When asked what my favorite season is I usually don’t have an answer. Partly because I’m so indecisive that I can’t even make up my mind on something as simple as what I want for dinner and partly because I have a special place in my heart for every season. I love when the seasons start to change to. I love spring because the weather is getting warmer and flowers are starting to bloom. I love summer because I’m sort of a summer girl, I like getting tan too. Plus, summer means no school and I’m home in Loudonville. I love winter because snow is pretty much the most beautiful thing in the entire world (besides the sky) and it’s fun to play in and Christmas comes in winter. And lastly, I love fall because it’s the perfect weather ..just jeans and a sweatshirt or light jacket. The leaves are beautiful and falling and of course my main point! It’s fair season!!!

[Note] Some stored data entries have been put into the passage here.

use std::env;
use std::fmt;
use std::net::{IpAddr, SocketAddr};
use std::time::Duration;

/// Distinguishes runtime behavior for different stages of the service.
#[derive(Debug, Clone, Copy, PartialEq, Eq)]
pub enum AppEnvironment {
    Development,
    Test,
    Production,
}

impl AppEnvironment {
    fn from_str(value: &str) -> Self {
        match value.trim().to_ascii_lowercase().as_str() {
            "prod" | "production" => Self::Production,
            "test" | "ci" => Self::Test,
            _ => Self::Development,
        }
    }
}

/// Top-level configuration for the floor plan service.
#[derive(Debug, Clone)]
pub struct AppConfig {
    pub environment: AppEnvironment,
    pub server: ServerConfig,
    pub telemetry: TelemetryConfig,
    pub alert_job: AlertJobConfig,
}

impl AppConfig {
    pub fn load() -> Result<Self, ConfigError> {
        dotenvy::dotenv().ok();

        let environment = AppEnvironment::from_str(
            &env::var("APP_ENV").unwrap_or_else(|_| "development".to_string()),
        );

        let host = env::var("APP_HOST").unwrap_or_else(|_| "127.0.0.1".to_string());
        let port = env::var("APP_PORT")
            .unwrap_or_else(|_| "3000".to_string())
            .parse::<u16>()
            .map_err(|_| ConfigError::InvalidPort)?;

        let log_level = env::var("APP_LOG_LEVEL").unwrap_or_else(|_| "info".to_string());
        let log_format = match env::var("APP_LOG_FORMAT") {
            Ok(raw) => LogFormat::parse(&raw).ok_or(ConfigError::InvalidLogFormat)?,
            Err(_) if environment == AppEnvironment::Development => LogFormat::Pretty,
            Err(_) => LogFormat::Compact,
        };

        let interval_secs = env::var("ALERT_JOB_INTERVAL_SECS")
            .unwrap_or_else(|_| DEFAULT_ALERT_INTERVAL_SECS.to_string())
            .parse::<u64>()
            .ok()
            .filter(|secs| *secs > 0)
            .ok_or(ConfigError::InvalidInterval)?;
        let enabled = flag("ALERT_JOB_ENABLED", true)?;
        let accrue_interest = flag("INTEREST_ACCRUAL_ENABLED", true)?;
        let secret = env::var("ALERT_JOB_SECRET")
            .ok()
            .map(|value| value.trim().to_string())
            .filter(|value| !value.is_empty());

        Ok(Self {
            environment,
            server: ServerConfig { host, port },
            telemetry: TelemetryConfig {
                log_level,
                log_format,
            },
            alert_job: AlertJobConfig {
                enabled,
                interval: Duration::from_secs(interval_secs),
                secret,
                accrue_interest,
            },
        })
    }
}

pub const DEFAULT_ALERT_INTERVAL_SECS: u64 = 900;

fn flag(name: &'static str, default: bool) -> Result<bool, ConfigError> {
    match env::var(name) {
        Err(_) => Ok(default),
        Ok(raw) => match raw.trim().to_ascii_lowercase().as_str() {
            "" => Ok(default),
            "1" | "true" | "yes" | "on" => Ok(true),
            "0" | "false" | "no" | "off" => Ok(false),
            _ => Err(ConfigError::InvalidFlag { name }),
        },
    }
}

/// Settings controlling the HTTP server binding.
#[derive(Debug, Clone)]
pub struct ServerConfig {
    pub host: String,
    pub port: u16,
}

impl ServerConfig {
    pub fn socket_addr(&self) -> Result<SocketAddr, ConfigError> {
        if self.host.eq_ignore_ascii_case("localhost") {
            return Ok(SocketAddr::new(IpAddr::from([127, 0, 0, 1]), self.port));
        }

        let ip: IpAddr = self
            .host
            .parse()
            .map_err(|source| ConfigError::InvalidHost { source })?;

        Ok(SocketAddr::new(ip, self.port))
    }
}

/// Tracing controls.
#[derive(Debug, Clone)]
pub struct TelemetryConfig {
    pub log_level: String,
    pub log_format: LogFormat,
}

/// Line layout of the log stream.
#[derive(Debug, Clone, Copy, PartialEq, Eq)]
pub enum LogFormat {
    /// Multi-line, colored output for local runs.
    Pretty,
    /// Single-line output for collectors.
    Compact,
}

impl LogFormat {
    fn parse(raw: &str) -> Option<Self> {
        match raw.trim().to_ascii_lowercase().as_str() {
            "pretty" => Some(Self::Pretty),
            "compact" => Some(Self::Compact),
            _ => None,
        }
    }
}

/// Background accrual and alert cycle, plus its external trigger.
#[derive(Debug, Clone)]
pub struct AlertJobConfig {
    pub enabled: bool,
    pub interval: Duration,
    /// Bearer token required by the trigger endpoint; the trigger is refused when unset.
    pub secret: Option<String>,
    pub accrue_interest: bool,
}

#[derive(Debug)]
pub enum ConfigError {
    InvalidPort,
    InvalidHost { source: std::net::AddrParseError },
    InvalidInterval,
    InvalidFlag { name: &'static str },
    InvalidLogFormat,
}

impl fmt::Display for ConfigError {
    fn fmt(&self, f: &mut fmt::Formatter<'_>) -> fmt::Result {
        match self {
            ConfigError::InvalidPort => write!(f, "APP_PORT must be a valid u16"),
            ConfigError::InvalidHost { .. } => {
                write!(f, "APP_HOST must parse to an IPv4 or IPv6 address")
            }
            ConfigError::InvalidInterval => {
                write!(f, "ALERT_JOB_INTERVAL_SECS must be a positive integer")
            }
            ConfigError::InvalidFlag { name } => write!(f, "{name} must be true or false"),
            ConfigError::InvalidLogFormat => write!(f, "APP_LOG_FORMAT must be pretty or compact"),
        }
    }
}

impl std::error::Error for ConfigError {
    fn source(&self) -> Option<&(dyn std::error::Error + 'static)> {
        match self {
            ConfigError::InvalidHost { source } => Some(source),
            ConfigError::InvalidPort
            | ConfigError::InvalidInterval
            | ConfigError::InvalidFlag { .. }
            | ConfigError::InvalidLogFormat => None,
        }
    }
}

#[cfg(test)]
mod tests {
    use super::*;
    use std::env;
    use std::sync::{Mutex, OnceLock};

    fn env_guard() -> &'static Mutex<()> {
        static GUARD: OnceLock<Mutex<()>> = OnceLock::new();
        GUARD.get_or_init(|| Mutex::new(()))
    }

    fn reset_env() {
        for name in [
            "APP_ENV",
            "APP_HOST",
            "APP_PORT",
            "APP_LOG_LEVEL",
            "APP_LOG_FORMAT",
            "ALERT_JOB_INTERVAL_SECS",
            "ALERT_JOB_ENABLED",
            "ALERT_JOB_SECRET",
            "INTEREST_ACCRUAL_ENABLED",
        ] {
            env::remove_var(name);
        }
    }

    #[test]
    fn load_uses_defaults_when_env_missing() {
        let _lock = env_guard().lock().expect("env mutex poisoned");
        reset_env();
        let config = AppConfig::load().expect("config loads with defaults");
        assert_eq!(config.environment, AppEnvironment::Development);
        assert_eq!(config.server.host, "127.0.0.1");
        assert_eq!(config.server.port, 3000);
        assert_eq!(config.telemetry.log_level, "info");
        assert_eq!(config.telemetry.log_format, LogFormat::Pretty);
        assert!(config.alert_job.enabled);
        assert!(config.alert_job.accrue_interest);
        assert_eq!(config.alert_job.interval, Duration::from_secs(900));
        assert_eq!(config.alert_job.secret, None);
    }

    #[test]
    fn production_logs_default_to_compact_lines() {
        let _lock = env_guard().lock().expect("env mutex poisoned");
        reset_env();
        env::set_var("APP_ENV", "production");
        let config = AppConfig::load().expect("config loads");
        assert_eq!(config.environment, AppEnvironment::Production);
        assert_eq!(config.telemetry.log_format, LogFormat::Compact);
        reset_env();
    }

    #[test]
    fn accepts_localhost_host() {
        let _lock = env_guard().lock().expect("env mutex poisoned");
        reset_env();
        env::set_var("APP_HOST", "localhost");
        let config = AppConfig::load().expect("config loads");
        let addr = config.server.socket_addr().expect("localhost resolves");
        assert_eq!(addr, SocketAddr::new(IpAddr::from([127, 0, 0, 1]), 3000));
        reset_env();
    }

    #[test]
    fn reads_alert_job_settings() {
        let _lock = env_guard().lock().expect("env mutex poisoned");
        reset_env();
        env::set_var("ALERT_JOB_INTERVAL_SECS", "60");
        env::set_var("ALERT_JOB_ENABLED", "false");
        env::set_var("ALERT_JOB_SECRET", "  trigger-token ");
        env::set_var("INTEREST_ACCRUAL_ENABLED", "0");
        let config = AppConfig::load().expect("config loads");
        assert_eq!(config.alert_job.interval, Duration::from_secs(60));
        assert!(!config.alert_job.enabled);
        assert!(!config.alert_job.accrue_interest);
        assert_eq!(config.alert_job.secret.as_deref(), Some("trigger-token"));
        reset_env();
    }

    #[test]
    fn rejects_malformed_job_and_log_settings() {
        let _lock = env_guard().lock().expect("env mutex poisoned");
        reset_env();
        env::set_var("ALERT_JOB_INTERVAL_SECS", "0");
        assert!(matches!(
            AppConfig::load(),
            Err(ConfigError::InvalidInterval)
        ));

        reset_env();
        env::set_var("APP_LOG_FORMAT", "json");
        assert!(matches!(
            AppConfig::load(),
            Err(ConfigError::InvalidLogFormat)
        ));

        reset_env();
        env::set_var("ALERT_JOB_ENABLED", "sometimes");
        assert!(matches!(
            AppConfig::load(),
            Err(ConfigError::InvalidFlag {
                name: "ALERT_JOB_ENABLED"
            })
        ));
        reset_env();
    }
}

For those of you who are from Loudonville you know what I’m talking about. It’s become a holiday to us. Fall = Fair. The rides, the displays, the animals, the FOOD! Oh..the glorious food. Seeing my friends, bringing new ones to enjoy in the experience (Mallory), and my family! The Henley menu! The fair food is wonderful don’t get me wrong but there is nothing like going up to my grandma’s house to look through her annual fair menu and deciding on a Sloppy Joe and vegetable soup. To me, it’s become a part of my Fair experience. It’s not only the menu though. It’s visiting with all the relatives and playing games too.

Yes, I am definitely ready for fall. I am SO excited about fair! It’s only a week away. This Friday Katherine, me, and Mallory will be heading off to Loudonville to enjoy in the Fair Holiday. Mallory doesn’t even understand how great this is. Boy is she in for a treat!! So, yea for the fall season…because it brings us the Loudonville Fair!!